[AIM OF THE TASK] Copy every line of the records below that holds the word "InMemoryCache".

————————

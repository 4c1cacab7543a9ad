//! Full quoting journeys through the production flow definitions.

use std::sync::Arc;

use chrono::{Datelike, Days, NaiveDate, Utc};
use insurance_sales_service::flows;
use quote_flow::{
    FlowEngine, FlowError, InMemoryCache, InMemoryQuoteRepository, PricingConfig, QuoteRepository,
    QuoteStatus, StepData, StepType, StoreConfig, SubmitOutcome,
};
use rust_decimal_macros::dec;
use serde_json::json;

fn engine() -> (FlowEngine, Arc<InMemoryQuoteRepository>) {
    let registry = Arc::new(flows::build_registry().unwrap());
    let repo = Arc::new(InMemoryQuoteRepository::new());
    let engine = FlowEngine::new(
        registry,
        Arc::new(InMemoryCache::new()),
        repo.clone(),
        StoreConfig::default(),
        PricingConfig::default(),
    );
    (engine, repo)
}

/// Date of birth making the applicant exactly `age` for any pricing date
/// within the next few months.
fn dob_with_age(age: i32) -> String {
    let anchor = Utc::now().date_naive() - Days::new(100);
    let dob =
        NaiveDate::from_ymd_opt(anchor.year() - age, anchor.month(), anchor.day().min(28)).unwrap();
    dob.format("%Y-%m-%d").to_string()
}

fn tomorrow() -> String {
    (Utc::now().date_naive() + Days::new(1))
        .format("%Y-%m-%d")
        .to_string()
}

fn payload(value: serde_json::Value) -> StepData {
    value.as_object().unwrap().clone()
}

fn pa_personal_details(age: i32) -> StepData {
    payload(json!({
        "surname": "Okello",
        "first_name": "Grace",
        "date_of_birth": dob_with_age(age),
        "email": "grace.okello@example.com",
        "mobile_number": "0772 123 456",
        "national_id_number": "CF123456789",
        "nationality": "Ugandan",
        "occupation": "Accountant",
        "gender": "female",
        "country_of_residence": "Uganda",
        "physical_address": "Plot 12, Kampala Road, Kampala"
    }))
}

fn pa_next_of_kin() -> StepData {
    payload(json!({
        "nok_first_name": "Peter",
        "nok_last_name": "Okello",
        "nok_phone_number": "0701234567",
        "nok_relationship": "Brother",
        "nok_address": "Plot 4, Gulu"
    }))
}

async fn expect_next(engine: &FlowEngine, session_id: &str, step: usize, body: StepData) -> quote_flow::StepView {
    match engine.submit_step(session_id, step, body).await.unwrap() {
        SubmitOutcome::Next(view) => view,
        other => panic!("step {step} did not advance: {other:?}"),
    }
}

#[tokio::test]
async fn personal_accident_journey_finalizes_a_priced_quote() {
    let (engine, repo) = engine();
    let started = engine
        .start_flow("personal_accident", "user-1", None, None)
        .await
        .unwrap();
    let session_id = started.session_id.clone();
    assert_eq!(started.view.steps_total, 10);

    expect_next(&engine, &session_id, 0, pa_personal_details(35)).await;
    expect_next(&engine, &session_id, 1, pa_next_of_kin()).await;
    expect_next(
        &engine,
        &session_id,
        2,
        payload(json!({"had_previous_pa_policy": "no"})),
    )
    .await;
    expect_next(
        &engine,
        &session_id,
        3,
        payload(json!({"free_from_disability": "yes"})),
    )
    .await;
    expect_next(&engine, &session_id, 4, StepData::new()).await;
    let upload_view = expect_next(
        &engine,
        &session_id,
        5,
        payload(json!({
            "coverage_amount": "10000000",
            "policy_start_date": tomorrow()
        })),
    )
    .await;
    assert_eq!(upload_view.step_type, StepType::FileUpload);

    let summary = expect_next(
        &engine,
        &session_id,
        6,
        payload(json!({"national_id_file_ref": "uploads/national-id.pdf"})),
    )
    .await;
    let premium = summary.premium.expect("summary must be priced");
    assert_eq!(premium.monthly, dec!(1250.00));
    assert_eq!(premium.annual, dec!(15000.00));
    assert!(!premium.age_loading_applied);
    assert_eq!(premium.tier_label.as_deref(), Some("Basic"));
    assert!(!premium.benefits.is_empty());

    expect_next(&engine, &session_id, 7, StepData::new()).await;
    expect_next(
        &engine,
        &session_id,
        8,
        payload(json!({"declaration_accepted": true})),
    )
    .await;

    let outcome = engine
        .submit_step(&session_id, 9, StepData::new())
        .await
        .unwrap();
    let SubmitOutcome::Complete(completion) = outcome else {
        panic!("terminal step must complete the flow");
    };
    assert_eq!(completion.next_flow, "payment");

    let quote = repo.get_quote(&completion.quote_id).await.unwrap().unwrap();
    assert_eq!(quote.status, QuoteStatus::Finalized);
    assert_eq!(quote.coverage_amount, dec!(10_000_000));
    assert_eq!(
        quote.underwriting_data["personal_details"]["surname"],
        json!("Okello")
    );
    // Phone numbers are stored in normalized international form.
    assert_eq!(
        quote.underwriting_data["personal_details"]["mobile_number"],
        json!("256772123456")
    );

    // The draft is gone once the quote is finalized.
    assert!(matches!(
        engine.get_draft(&session_id, "personal_accident").await,
        Err(FlowError::DraftNotFound(_, _))
    ));
}

#[tokio::test]
async fn declaration_must_be_accepted() {
    let (engine, _repo) = engine();
    let started = engine
        .start_flow("personal_accident", "user-2", None, None)
        .await
        .unwrap();
    let session_id = started.session_id.clone();

    expect_next(&engine, &session_id, 0, pa_personal_details(40)).await;
    expect_next(&engine, &session_id, 1, pa_next_of_kin()).await;
    expect_next(
        &engine,
        &session_id,
        2,
        payload(json!({"had_previous_pa_policy": "no"})),
    )
    .await;
    expect_next(
        &engine,
        &session_id,
        3,
        payload(json!({"free_from_disability": "yes"})),
    )
    .await;
    expect_next(&engine, &session_id, 4, StepData::new()).await;
    expect_next(
        &engine,
        &session_id,
        5,
        payload(json!({
            "coverage_amount": "25000000",
            "policy_start_date": tomorrow()
        })),
    )
    .await;
    expect_next(
        &engine,
        &session_id,
        6,
        payload(json!({"national_id_file_ref": "id.pdf"})),
    )
    .await;
    expect_next(&engine, &session_id, 7, StepData::new()).await;

    let outcome = engine
        .submit_step(
            &session_id,
            8,
            payload(json!({"declaration_accepted": false})),
        )
        .await
        .unwrap();
    let SubmitOutcome::Rejected { field_errors } = outcome else {
        panic!("unaccepted declaration must be rejected");
    };
    assert!(field_errors.contains_key("declaration_accepted"));
}

#[tokio::test]
async fn previous_insurer_is_required_when_answer_is_yes() {
    let (engine, _repo) = engine();
    let started = engine
        .start_flow("personal_accident", "user-3", None, None)
        .await
        .unwrap();
    let session_id = started.session_id.clone();

    expect_next(&engine, &session_id, 0, pa_personal_details(30)).await;
    expect_next(&engine, &session_id, 1, pa_next_of_kin()).await;

    let outcome = engine
        .submit_step(
            &session_id,
            2,
            payload(json!({"had_previous_pa_policy": "yes"})),
        )
        .await
        .unwrap();
    let SubmitOutcome::Rejected { field_errors } = outcome else {
        panic!("revealed field must be required");
    };
    assert!(field_errors.contains_key("previous_insurer_name"));

    expect_next(
        &engine,
        &session_id,
        2,
        payload(json!({
            "had_previous_pa_policy": "yes",
            "previous_insurer_name": "Jubilee Insurance"
        })),
    )
    .await;
}

#[tokio::test]
async fn travel_journey_autofills_traveller_details_and_prices_the_plan() {
    let (engine, _repo) = engine();
    let started = engine
        .start_flow("travel_insurance", "user-4", None, None)
        .await
        .unwrap();
    let session_id = started.session_id.clone();
    assert_eq!(started.view.steps_total, 9);

    expect_next(
        &engine,
        &session_id,
        0,
        payload(json!({"coverage_amount": "100000000"})),
    )
    .await;
    expect_next(
        &engine,
        &session_id,
        1,
        payload(json!({
            "first_name": "Daniel",
            "surname": "Mugisha",
            "phone_number": "0712345678",
            "email": "daniel.mugisha@example.com"
        })),
    )
    .await;
    expect_next(
        &engine,
        &session_id,
        2,
        payload(json!({
            "travel_party": "myself_only",
            "num_travellers_18_69": 1,
            "departure_country": "Uganda",
            "destination_country": "Portugal",
            "departure_date": tomorrow(),
            "return_date": tomorrow()
        })),
    )
    .await;

    // Traveller details come prefilled from "about you".
    let traveller_view = expect_next(
        &engine,
        &session_id,
        3,
        payload(json!({
            "terms_and_conditions_agreed": true,
            "consent_data_outside_uganda": true
        })),
    )
    .await;
    assert_eq!(traveller_view.name, "traveller_details");
    assert_eq!(traveller_view.prefill["first_name"], json!("Daniel"));
    assert_eq!(traveller_view.prefill["surname"], json!("Mugisha"));
    assert_eq!(traveller_view.prefill["phone_number"], json!("256712345678"));

    expect_next(
        &engine,
        &session_id,
        4,
        payload(json!({
            "first_name": "Daniel",
            "surname": "Mugisha",
            "nationality_type": "ugandan",
            "passport_number": "B1234567",
            "date_of_birth": dob_with_age(30),
            "occupation": "Engineer",
            "phone_number": "0712345678",
            "email": "daniel.mugisha@example.com",
            "postal_address": "PO Box 100, Kampala",
            "town_city": "Kampala"
        })),
    )
    .await;
    expect_next(
        &engine,
        &session_id,
        5,
        payload(json!({
            "ec_first_name": "Janet",
            "ec_surname": "Mugisha",
            "ec_phone_number": "0751234567",
            "ec_relationship": "spouse"
        })),
    )
    .await;

    let summary = expect_next(
        &engine,
        &session_id,
        6,
        payload(json!({"passport_file_ref": "uploads/passport.jpg"})),
    )
    .await;
    let premium = summary.premium.expect("summary must be priced");
    assert_eq!(premium.annual, dec!(150000.00));
    assert_eq!(premium.monthly, dec!(12500.00));
    assert_eq!(premium.tier_label.as_deref(), Some("Schengen Essential"));

    expect_next(&engine, &session_id, 7, StepData::new()).await;
    let outcome = engine
        .submit_step(&session_id, 8, StepData::new())
        .await
        .unwrap();
    assert!(matches!(outcome, SubmitOutcome::Complete(_)));
}

#[tokio::test]
async fn required_consents_cannot_be_skipped() {
    let (engine, _repo) = engine();
    let started = engine
        .start_flow("travel_insurance", "user-5", None, None)
        .await
        .unwrap();
    let session_id = started.session_id.clone();

    expect_next(
        &engine,
        &session_id,
        0,
        payload(json!({"coverage_amount": "150000000"})),
    )
    .await;
    expect_next(
        &engine,
        &session_id,
        1,
        payload(json!({
            "first_name": "Daniel",
            "surname": "Mugisha",
            "phone_number": "0712345678",
            "email": "daniel.mugisha@example.com"
        })),
    )
    .await;
    expect_next(
        &engine,
        &session_id,
        2,
        payload(json!({
            "travel_party": "myself_only",
            "num_travellers_18_69": 1,
            "departure_country": "Uganda",
            "destination_country": "Japan",
            "departure_date": tomorrow(),
            "return_date": tomorrow()
        })),
    )
    .await;

    let outcome = engine
        .submit_step(
            &session_id,
            3,
            payload(json!({"terms_and_conditions_agreed": true})),
        )
        .await
        .unwrap();
    let SubmitOutcome::Rejected { field_errors } = outcome else {
        panic!("missing consent must be rejected");
    };
    assert!(field_errors.contains_key("consent_data_outside_uganda"));
    // Optional marketing consent is genuinely optional.
    assert!(!field_errors.contains_key("consent_marketing"));
}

————————

[TASK RESULT]
    FlowEngine, FlowError, InMemoryCache, InMemoryQuoteRepository, PricingConfig, QuoteRepository,
        Arc::new(InMemoryCache::new()),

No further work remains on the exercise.